▸ Data section:
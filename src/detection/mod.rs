//! Heuristic detectors run against a project root.
//!
//! ## Main Parts
//!
//! - [`signature`] - clause-based matching shared by the two signature tables
//! - [`frameworks`] - application frameworks, monorepo tools, doc generators, bot libraries
//! - [`ui`] - UI and styling toolkits
//! - [`routing`] - routing convention of the first routing-aware framework
//! - [`stack`] - the single [`StackType`] of the project
//! - [`language`] - the primary [`Language`]

pub mod frameworks;
pub mod language;
pub mod routing;
pub mod signature;
pub mod stack;
pub mod ui;

pub use frameworks::detect_frameworks;
pub use language::{Language, detect_language};
pub use routing::{RoutingDescriptor, detect_routing};
pub use signature::DetectionContext;
pub use stack::{StackInputs, StackType, classify_stack};
pub use ui::detect_ui_frameworks;
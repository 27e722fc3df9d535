//! Configuration types and options for the application.
//!
//! This module contains the scanning options used by the analyzer and the
//! persistent configuration file that provides their defaults.

pub mod file;
pub mod scan;

pub use file::FileConfig;
pub use scan::{DEFAULT_MAX_DEPTH, ScanOptions};
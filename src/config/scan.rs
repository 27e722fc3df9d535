//! Scanning configuration for directory traversal.
//!
//! This module defines the options that control how deep the directory walker
//! descends and which extra directories it prunes.

/// Default maximum traversal depth below the analyzed root.
pub const DEFAULT_MAX_DEPTH: usize = 3;

/// Configuration for directory scanning behavior.
#[derive(Clone, Debug)]
pub struct ScanOptions {
    /// Maximum number of path segments below the root that are listed
    pub max_depth: usize,

    /// Whether to print absorbed read and parse errors to stderr
    pub verbose: bool,

    /// Extra directory names to prune, on top of the built-in block-list
    pub skip: Vec<String>,
}

impl Default for ScanOptions {
    fn default() -> Self {
        Self {
            max_depth: DEFAULT_MAX_DEPTH,
            verbose: false,
            skip: Vec::new(),
        }
    }
}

▸ Assignment: Output the line containing "the directory walker" together with all later lines of the entries, exactly as written, through the final line.

▸ Solution to this exercise:
//! This module defines the options that control how deep the directory walker
//! descends and which extra directories it prunes.

/// Default maximum traversal depth below the analyzed root.
pub const DEFAULT_MAX_DEPTH: usize = 3;

/// Configuration for directory scanning behavior.
#[derive(Clone, Debug)]
pub struct ScanOptions {
    /// Maximum number of path segments below the root that are listed
    pub max_depth: usize,

    /// Whether to print absorbed read and parse errors to stderr
    pub verbose: bool,

    /// Extra directory names to prune, on top of the built-in block-list
    pub skip: Vec<String>,
}

impl Default for ScanOptions {
    fn default() -> Self {
        Self {
            max_depth: DEFAULT_MAX_DEPTH,
            verbose: false,
            skip: Vec::new(),
        }
    }
}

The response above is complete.